Erneuter Rückschlag für die Impfkampagne
Seltene Thrombosen nach Impfungen mit Johnson & Johnson könnten den Impfplan bremsen.
WIEN. Wegen möglicher schwerer Nebenwirkungen verschiebt der US-Pharmakonzern Johnson & Johnson die Auslieferung seines Coronaimpfstoffs in Europa. Bei sechs geimpften Frauen (im Alter von 18 bis 48 Jahren) waren innerhalb von zwei Wochen nach der Impfung Thrombosen in den Hirnvenen und eine sogenannte Thrombozytopenie (gleichzeitiger Blutplättchenmangel) aufgetreten. Eine Frau starb, eine weitere Frau befindet sich in kritischem Zustand.
Die Fälle würden nun genauer untersucht, teilten die US-Gesundheitsbehörden CDC und die amerikanische Arzneimittelbehörde FDA am Dienstag in einer gemeinsamen Stellungnahme mit. Bis ein Ergebnis vorliege, werde als Vorsichtsmaßnahme die vorübergehende Aussetzung der Impfungen mit Johnson & Johnson empfohlen.
„Die Nachricht kam für mich nicht überraschend“, sagt die unabhängige Impfstoffexpertin Christina Nicolodi im SN-Gespräch. Erst diese Woche wurde der kausale Zusammenhang von den seltenen Thrombosen und einer Impfung von AstraZeneca in einem Fachjournal veröffentlicht: Eine Immunreaktion führt zu den Komplikationen (die SN berichteten). Es sei nur eine Frage der Zeit gewesen, bis diese Zusammenhänge auch bei Johnson & Johnson zum Thema würden.
Wie bei den Impfstoffen von AstraZeneca und Sputnik V ist das Vakzin von Johnson & Johnson ein Vektorimpfstoff. Bei all diesen Impfstoffen werden Adenoviren verwendet, um den Bauplan des Virus in den Körper zu bringen. Ob diese Vektoren Auslöser der seltenen Immunreaktion sind, ist derzeit noch Gegenstand der Forschung.

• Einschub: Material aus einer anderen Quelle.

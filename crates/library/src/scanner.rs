use std::collections::VecDeque;
use std::io;
use std::sync::Arc;
use std::time::Instant;

use common::{extension_lower, AudioFileRecord, Handle, PlaylistRecord, ScanProgress, ScanStats};
use metadata::TagInfo;
use time::OffsetDateTime;
use tokio::sync::mpsc::{self, UnboundedSender};
use tokio_util::sync::CancellationToken;
use tracing::{debug, info, warn};

use crate::cache::{LibraryCache, MAX_PLAYLIST_CACHE_SIZE};
use crate::extractor::MetadataExtractor;
use crate::genre::normalize_genre;
use crate::provider::{DocumentEntry, StorageProvider};

pub const AUDIO_EXTENSIONS: &[&str] = &[
    "mp3", "m4a", "aac", "flac", "ogg", "opus", "wav", "m4b", "aiff", "aif",
];
pub const PLAYLIST_EXTENSIONS: &[&str] = &["m3u"];

pub const DEFAULT_BATCH_SIZE: usize = 50;
pub const DEFAULT_EXTRACT_WORKERS: usize = 4;

#[derive(Clone, Copy, Debug, PartialEq, Eq)]
pub struct ScanOptions {
    pub max_playlists: usize,
    pub batch_size: usize,
    pub workers: usize,
}

impl Default for ScanOptions {
    fn default() -> Self {
        Self {
            max_playlists: MAX_PLAYLIST_CACHE_SIZE,
            batch_size: DEFAULT_BATCH_SIZE,
            workers: DEFAULT_EXTRACT_WORKERS,
        }
    }
}

#[derive(Clone, Copy, Debug, PartialEq, Eq)]
pub enum EntryKind {
    Folder,
    Audio,
    Playlist,
    Other,
}

pub fn classify(entry: &DocumentEntry) -> EntryKind {
    if entry.is_directory() {
        return EntryKind::Folder;
    }
    match extension_lower(&entry.name) {
        Some(ext) if AUDIO_EXTENSIONS.contains(&ext.as_str()) => EntryKind::Audio,
        Some(ext) if PLAYLIST_EXTENSIONS.contains(&ext.as_str()) => EntryKind::Playlist,
        _ => EntryKind::Other,
    }
}

#[derive(Clone, Debug, PartialEq, Eq)]
pub struct Candidate {
    pub handle: Handle,
    pub name: String,
    pub size: u64,
    pub last_modified: Option<i64>,
}

impl From<DocumentEntry> for Candidate {
    fn from(entry: DocumentEntry) -> Self {
        Self {
            handle: entry.handle,
            name: entry.name,
            size: entry.size,
            last_modified: entry.last_modified,
        }
    }
}

/// Breadth-first, two-phase walk of a storage provider.
///
/// Discovery lists folders one round trip at a time and only collects
/// candidates. Enrichment then reads tags for fixed-size batches through a
/// small worker pool and commits each batch to the cache in one go.
#[derive(Clone)]
pub struct TreeScanner {
    provider: Arc<dyn StorageProvider>,
    extractor: Arc<dyn MetadataExtractor>,
    options: ScanOptions,
}

struct Discovery {
    candidates: Vec<Candidate>,
    folders_visited: usize,
    cancelled: bool,
}

impl TreeScanner {
    pub fn new(
        provider: Arc<dyn StorageProvider>,
        extractor: Arc<dyn MetadataExtractor>,
        options: ScanOptions,
    ) -> Self {
        Self {
            provider,
            extractor,
            options,
        }
    }

    pub fn options(&self) -> ScanOptions {
        self.options
    }

    /// Fills `cache` with up to `max_files` audio records found under `root`.
    ///
    /// Never fails: unreadable folders are skipped and extraction failures
    /// fall back to filesystem values. Work already committed stays in the
    /// cache when `cancel` fires, and `ScanStats::cancelled` is only set
    /// when that actually cut the walk short.
    pub async fn scan(
        &self,
        cache: &LibraryCache,
        root: &Handle,
        max_files: usize,
        progress: Option<&UnboundedSender<ScanProgress>>,
        cancel: &CancellationToken,
    ) -> ScanStats {
        let started = Instant::now();
        let max_files = max_files.max(1);

        let discovery = self.discover(cache, root, max_files, cancel).await;
        let folders_visited = discovery.folders_visited;
        info!(
            "Discovered {} audio candidates in {} folders under {}",
            discovery.candidates.len(),
            folders_visited,
            root
        );

        let batch_size = self.options.batch_size.max(1);
        let mut files_found = 0usize;
        let mut cancelled = discovery.cancelled;
        let mut pending = discovery.candidates.into_iter().peekable();
        while pending.peek().is_some() {
            if cancel.is_cancelled() {
                info!("Scan cancelled after {} files", files_found);
                cancelled = true;
                break;
            }
            let batch: Vec<Candidate> = pending.by_ref().take(batch_size).collect();
            let records = self.enrich_batch(batch).await;
            files_found += cache.add_files(records);
            debug!("Committed batch; {} files so far", files_found);
            if let Some(progress) = progress {
                let _ = progress.send(ScanProgress {
                    files_found,
                    folders_visited,
                });
            }
        }

        let stats = ScanStats {
            elapsed_ms: started.elapsed().as_millis().min(u128::from(u64::MAX)) as u64,
            folders_visited,
            files_found,
            cancelled,
        };
        info!(
            "Scan finished: {} files, {} folders in {}ms",
            stats.files_found, stats.folders_visited, stats.elapsed_ms
        );
        stats
    }

    async fn discover(
        &self,
        cache: &LibraryCache,
        root: &Handle,
        max_files: usize,
        cancel: &CancellationToken,
    ) -> Discovery {
        let mut to_visit = VecDeque::new();
        to_visit.push_back(root.clone());
        let mut candidates = Vec::new();
        let mut folders_visited = 0usize;
        let mut cancelled = false;
        let max_playlists = self.options.max_playlists.max(1);

        while let Some(folder) = to_visit.pop_front() {
            if candidates.len() >= max_files {
                break;
            }
            if cancel.is_cancelled() {
                info!("Discovery cancelled after {} folders", folders_visited);
                cancelled = true;
                break;
            }

            let children = match self.list_children(&folder).await {
                Ok(children) => children,
                Err(err) => {
                    warn!("Skipping unreadable folder {}: {}", folder, err);
                    continue;
                }
            };
            folders_visited += 1;

            for entry in children {
                match classify(&entry) {
                    EntryKind::Folder => to_visit.push_back(entry.handle),
                    EntryKind::Audio if candidates.len() < max_files => {
                        candidates.push(Candidate::from(entry));
                    }
                    EntryKind::Playlist if cache.playlist_count() < max_playlists => {
                        cache.try_add_playlist(PlaylistRecord {
                            uri: entry.handle.as_str().to_string(),
                            display_name: entry.name,
                        });
                    }
                    _ => {}
                }
            }
        }

        Discovery {
            candidates,
            folders_visited,
            cancelled,
        }
    }

    async fn list_children(&self, folder: &Handle) -> io::Result<Vec<DocumentEntry>> {
        let provider = Arc::clone(&self.provider);
        let folder = folder.clone();
        tokio::task::spawn_blocking(move || provider.list_children(&folder))
            .await
            .map_err(|err| io::Error::other(err.to_string()))?
    }

    /// Reads tags for one batch on a fixed pool of workers fed through a
    /// bounded queue. Output order matches `batch` order.
    async fn enrich_batch(&self, batch: Vec<Candidate>) -> Vec<AudioFileRecord> {
        let len = batch.len();
        if len == 0 {
            return Vec::new();
        }
        let workers = self.options.workers.clamp(1, len);

        let (job_tx, job_rx) = mpsc::channel::<(usize, Candidate)>(workers);
        let job_rx = Arc::new(tokio::sync::Mutex::new(job_rx));
        let (result_tx, mut result_rx) = mpsc::channel::<(usize, AudioFileRecord)>(len);

        let mut pool = Vec::with_capacity(workers);
        for _ in 0..workers {
            let jobs = Arc::clone(&job_rx);
            let results = result_tx.clone();
            let extractor = Arc::clone(&self.extractor);
            pool.push(tokio::spawn(async move {
                loop {
                    let job = jobs.lock().await.recv().await;
                    let (slot, candidate) = match job {
                        Some(job) => job,
                        None => break,
                    };
                    let tags = extract_tags(&extractor, &candidate.handle).await;
                    if results.send((slot, build_record(candidate, tags))).await.is_err() {
                        break;
                    }
                }
            }));
        }
        drop(result_tx);

        for job in batch.into_iter().enumerate() {
            if job_tx.send(job).await.is_err() {
                break;
            }
        }
        drop(job_tx);

        let mut slots: Vec<Option<AudioFileRecord>> = (0..len).map(|_| None).collect();
        while let Some((slot, record)) = result_rx.recv().await {
            slots[slot] = Some(record);
        }
        for worker in pool {
            if let Err(err) = worker.await {
                warn!("Extraction worker failed: {}", err);
            }
        }
        slots.into_iter().flatten().collect()
    }
}

async fn extract_tags(extractor: &Arc<dyn MetadataExtractor>, file: &Handle) -> Option<TagInfo> {
    let extractor = Arc::clone(extractor);
    let file = file.clone();
    let target = file.clone();
    match tokio::task::spawn_blocking(move || extractor.extract(&target)).await {
        Ok(tags) => tags,
        Err(err) => {
            warn!("Tag extraction for {} aborted: {}", file, err);
            None
        }
    }
}

/// Combines a candidate with whatever tags were found. Missing title falls
/// back to the file name and missing year to the modification year.
pub fn build_record(candidate: Candidate, tags: Option<TagInfo>) -> AudioFileRecord {
    let tags = tags.unwrap_or_default();
    let year = tags
        .year
        .or_else(|| candidate.last_modified.and_then(year_from_millis));
    let genre = normalize_genre(tags.genre.as_deref()).to_string();
    AudioFileRecord {
        uri: candidate.handle.as_str().to_string(),
        title: tags.title.unwrap_or_else(|| candidate.name.clone()),
        display_name: candidate.name,
        size_bytes: candidate.size,
        artist: tags.artist,
        album: tags.album,
        genre: Some(genre),
        duration_ms: tags.duration_ms,
        year,
    }
}

fn year_from_millis(millis: i64) -> Option<i32> {
    let nanos = i128::from(millis).checked_mul(1_000_000)?;
    OffsetDateTime::from_unix_timestamp_nanos(nanos)
        .ok()
        .map(|moment| moment.year())
}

Expertin Nicolodi: „Ich gehe aber davon aus, dass es einen Zusammenhang gibt.“Man kenne das bereits von anderen Adenoviren, die in der Gentherapie zum Einsatz kämen.
Generell sollte man aber nicht in Panik verfallen, sagt Nicolodi. Die Europäische Arzneimittel-Agentur EMA habe erst kürzlich noch einmal bestätigt, dass der Nutzen nach wie vor Risiken beim Impfstoff von AstraZeneca überwiege. Beim Impfstoff von Johnson & Johnson betonte die Behörde, dass ein Zusammenhang zwischen Thrombosen und einer Impfung noch nicht festgestellt worden sei.
Was heißt das aber für den heimischen Impfplan? In Österreich sind am Dienstag die ersten Dosen von Johnson & Johnson eingetroffen, verimpft werden sie aber vorerst nicht. Die 16.800 bisher in Österreich eingelangten Impfdosen liegen laut Gesundheitsministerium noch im Lager des Großhandels. Nach den Nachrichten aus den USA reagierte man prompt: „So lange, wie Unklarheit über allfällige Nebenwirkungen herrscht, werden diese Dosen nicht an die Impfstellen ausgeliefert und auch nicht verimpft“, heißt es aus dem Gesundheitsressort auf SN-Anfrage. Es finde laufend ein Austausch mit internationalen Stellen wie der EMA und der Europäischen Kommission statt. Die nächste Lieferung von 31.200 Dosen wird für die Kalenderwoche 17 (Ende April) erwartet. Die folgenden Auslieferungen sind noch nicht fixiert. Bestellt wurden von Österreich 2,5 Millionen Dosen von Johnson & Johnson.
Weil nur ein Stich benötigt wird, spielt der Impfstoff keine unwesentliche Rolle im heimischen Impfplan, auch wenn von anderen Vakzinen mehr Dosen bestellt wurden. Österreich hat etwa bislang 11,1 Millionen Dosen von Biontech/Pfizer, 5,9 Millionen Dosen von AstraZeneca, 4,7 Millionen von Moderna und drei Millionen von CureVac bestellt.